To all the boys & girls who struggle like I once did,
I want all of you to slowly realize you can still walk through & out of this diagnoses. I can tell you that my personal struggle with anxiety and depression has shaped who I am today. I have become the best version of myself from getting the help I needed.
I have struggled with anxiety and depression for 5 years & I honestly didn't want to come to terms with it. But I got worse and worse the longer I pretended I was okay on my own. When I accepted the fact that this wasn't something that changed who I was or that this was how the rest of my life was supposed to be for me, I immediately told myself I would get through this.
Through all the symptoms I pushed myself through it telling myself it was "all in my head " because that's what anxiety is. It's determining what's reality and what's fantasy. I felt that I needed to share my struggle & process with all of you. I've missed out on so much of my life already because of this stigma. I've spent days inside my bedroom walls due to social anxiety. I couldn't bear to be in crowds or let alone even one person come near me. I feared everyone and anyone who wanted to help me.

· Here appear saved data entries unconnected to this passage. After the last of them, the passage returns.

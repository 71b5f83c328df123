//! Copies `memory.x` next to the build output so the linker finds it from
//! inside the workspace, and stamps the firmware and hardware versions.

use std::{env, fs::File, io::Write, path::PathBuf};

#[derive(Clone, Copy, PartialEq, Default)]
enum HwVersion {
    #[default]
    R1,
    Devkit,
}

impl HwVersion {
    fn as_str(self) -> &'static str {
        match self {
            Self::R1 => "r1",
            Self::Devkit => "devkit",
        }
    }
}

fn linker_data() -> &'static [u8] {
    include_bytes!("memory.x")
}

fn main() {
    let hw_features = [
        (cfg!(feature = "r1"), HwVersion::R1),
        (cfg!(feature = "devkit"), HwVersion::Devkit),
    ];

    let enabled_hw: Vec<HwVersion> = hw_features
        .into_iter()
        .filter(|(enabled, _)| *enabled)
        .map(|(_, version)| version)
        .collect();

    if enabled_hw.len() > 1 {
        panic!("At most one hardware feature may be enabled.");
    }

    let hw_ver = enabled_hw.first().copied().unwrap_or_default();

    let out = &PathBuf::from(env::var_os("OUT_DIR").unwrap());
    File::create(out.join("memory.x"))
        .unwrap()
        .write_all(linker_data())
        .unwrap();
    println!("cargo:rustc-link-search={}", out.display());
    println!("cargo:rerun-if-changed=memory.x");

    println!("cargo:rustc-link-arg-bins=--nmagic");
    println!("cargo:rustc-link-arg-bins=-Tlink.x");
    if env::var("CARGO_FEATURE_DEFMT").is_ok() {
        println!("cargo:rustc-link-arg-bins=-Tdefmt.x");
    }

    // Build info. Builds outside a git checkout get "unknown".
    let pkg_version = env!("CARGO_PKG_VERSION");
    let git_hash = std::process::Command::new("git")
        .args(["rev-parse", "--short", "HEAD"])
        .output()
        .ok()
        .filter(|out| out.status.success())
        .and_then(|out| String::from_utf8(out.stdout).ok())
        .map(|s| s.trim().to_owned())
        .unwrap_or_else(|| "unknown".to_owned());

    println!("cargo:rustc-env=COMMIT_HASH={git_hash}");
    println!("cargo:rustc-env=FW_VERSION={pkg_version}-{git_hash}");
    println!("cargo:rustc-env=HW_VERSION={}", hw_ver.as_str());
}
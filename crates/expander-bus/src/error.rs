use embedded_hal::i2c::ErrorKind;

/// Errors that can occur during a bus transaction.
#[derive(Debug, Clone, Copy, PartialEq, Eq)]
#[cfg_attr(feature = "defmt", derive(defmt::Format))]
pub enum BusError {
    /// The device could not be registered on the bus (address already
    /// attached, no free device slot, or unsupported clock speed).
    AttachFailed,
    /// The device did not answer within the transaction budget.
    Timeout,
    /// The device is present but did not acknowledge the read.
    Nack,
    /// Any other fault reported by the bus peripheral.
    Transfer,
    /// Expanders only ever produce 1 or 2 byte payloads.
    InvalidLength(usize),
}

impl From<ErrorKind> for BusError {
    fn from(kind: ErrorKind) -> Self {
        match kind {
            ErrorKind::NoAcknowledge(_) => BusError::Nack,
            _ => BusError::Transfer,
        }
    }
}

impl core::fmt::Display for BusError {
    fn fmt(&self, f: &mut core::fmt::Formatter<'_>) -> core::fmt::Result {
        match self {
            BusError::AttachFailed => write!(f, "failed to attach device"),
            BusError::Timeout => write!(f, "bus transaction timed out"),
            BusError::Nack => write!(f, "device did not acknowledge"),
            BusError::Transfer => write!(f, "bus transfer fault"),
            BusError::InvalidLength(len) => {
                write!(f, "invalid read length: {}", len)
            }
        }
    }
}

/// Errors raised by the relay output table.
#[derive(Debug, Clone, Copy, PartialEq, Eq)]
#[cfg_attr(feature = "defmt", derive(defmt::Format))]
pub enum OutputError {
    /// The logical index has no mapped output line.
    InvalidIndex(usize),
    /// The pin driver rejected the level write.
    Pin,
}

impl core::fmt::Display for OutputError {
    fn fmt(&self, f: &mut core::fmt::Formatter<'_>) -> core::fmt::Result {
        match self {
            OutputError::InvalidIndex(index) => {
                write!(f, "invalid output line index: {}", index)
            }
            OutputError::Pin => write!(f, "output pin write failed"),
        }
    }
}

/// Errors raised when building or addressing the expander registry.
#[derive(Debug, Clone, Copy, PartialEq, Eq)]
#[cfg_attr(feature = "defmt", derive(defmt::Format))]
pub enum RegistryError {
    /// No expander is registered at this index.
    UnknownExpander(usize),
    /// The registry has no room left.
    Full,
}

impl core::fmt::Display for RegistryError {
    fn fmt(&self, f: &mut core::fmt::Formatter<'_>) -> core::fmt::Result {
        match self {
            RegistryError::UnknownExpander(index) => {
                write!(f, "unknown expander index: {}", index)
            }
            RegistryError::Full => write!(f, "expander registry is full"),
        }
    }
}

Now looking back I realized how strong I was when I realized I had to face this and the truth is anyone can develop anxiety or depression at any point in their life. This isn't something certain people are born with. It is not a weakness. It is okay that you are diagnosed. The important thing is that it's not forever. We are here (myself included) to share our stories with you. You are not alone, everyone in this world has anxiety, it's apart of being human. Some of us just show it more than others and that's nothing to be ashamed of. I am so proud to be apart of the YouAreMore foundation. Please look out for the people with the biggest smiles and who hide the largest tears.